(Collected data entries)
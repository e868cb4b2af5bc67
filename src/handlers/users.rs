use axum::{
    extract::State,
    http::StatusCode,
    response::{IntoResponse, Json, Response},
};
use axum_extra::extract::WithRejection;
use crate::errors::{AppError, AppResult};
use crate::middleware::PathId;
use crate::models::CreateUserForm;
use crate::services::TodoService;

pub async fn register_user(
    State(todo_service): State<TodoService>,
    WithRejection(Json(form), _): WithRejection<Json<CreateUserForm>, AppError>,
) -> AppResult<Response> {
    tracing::debug!("Registration attempt for username: {}", form.username);

    let user = todo_service.create_user(form.name, form.username).await?;

    Ok((StatusCode::CREATED, Json(user)).into_response())
}

pub async fn get_user(
    State(todo_service): State<TodoService>,
    PathId(user_id): PathId,
) -> AppResult<Response> {
    tracing::debug!("Fetching user: {}", user_id);

    let user = todo_service.get_user(user_id).await?;

    Ok(Json(user).into_response())
}

pub async fn upgrade_to_pro(
    State(todo_service): State<TodoService>,
    PathId(user_id): PathId,
) -> AppResult<Response> {
    let user = todo_service.upgrade_to_pro(user_id).await?;

    Ok(Json(user).into_response())
}
use anyhow::Context;
use axum_todo::config::Config;

#[tokio::main]
async fn main() -> anyhow::Result<()> {
    // Initialize basic tracing subscriber
    tracing_subscriber::fmt::init();

    // Load configuration
    let config = Config::load().context("Failed to load configuration")?;
    tracing::debug!("Loaded configuration: {:?}", config);

    let app = axum_todo::app(&config);

    let address = format!("{}:{}", config.server.host, config.server.port);
    let listener = tokio::net::TcpListener::bind(&address)
        .await
        .with_context(|| format!("Failed to bind server to {}", address))?;

    tracing::info!("Server running on {}", address);
    axum::serve(listener, app.into_make_service())
        .await
        .context("Failed to start server")?;

    Ok(())
}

> [Exercise requirements]
Please retype the data, matching it exactly.

> [Solved problem]
repository e868cb4b2af5bc67
filename src/handlers/users.rs
use axum::{
    extract::State,
    http::StatusCode,
    response::{IntoResponse, Json, Response},
};
use axum_extra::extract::WithRejection;
use crate::errors::{AppError, AppResult};
use crate::middleware::PathId;
use crate::models::CreateUserForm;
use crate::services::TodoService;

pub async fn register_user(
    State(todo_service): State<TodoService>,
    WithRejection(Json(form), _): WithRejection<Json<CreateUserForm>, AppError>,
) -> AppResult<Response> {
    tracing::debug!("Registration attempt for username: {}", form.username);

    let user = todo_service.create_user(form.name, form.username).await?;

    Ok((StatusCode::CREATED, Json(user)).into_response())
}

pub async fn get_user(
    State(todo_service): State<TodoService>,
    PathId(user_id): PathId,
) -> AppResult<Response> {
    tracing::debug!("Fetching user: {}", user_id);

    let user = todo_service.get_user(user_id).await?;

    Ok(Json(user).into_response())
}

pub async fn upgrade_to_pro(
    State(todo_service): State<TodoService>,
    PathId(user_id): PathId,
) -> AppResult<Response> {
    let user = todo_service.upgrade_to_pro(user_id).await?;

    Ok(Json(user).into_response())
}
use anyhow::Context;
use axum_todo::config::Config;

#[tokio::main]
async fn main() -> anyhow::Result<()> {
    // Initialize basic tracing subscriber
    tracing_subscriber::fmt::init();

    // Load configuration
    let config = Config::load().context("Failed to load configuration")?;
    tracing::debug!("Loaded configuration: {:?}", config);

    let app = axum_todo::app(&config);

    let address = format!("{}:{}", config.server.host, config.server.port);
    let listener = tokio::net::TcpListener::bind(&address)
        .await
        .with_context(|| format!("Failed to bind server to {}", address))?;

    tracing::info!("Server running on {}", address);
    axum::serve(listener, app.into_make_service())
        .await
        .context("Failed to start server")?;

    Ok(())
}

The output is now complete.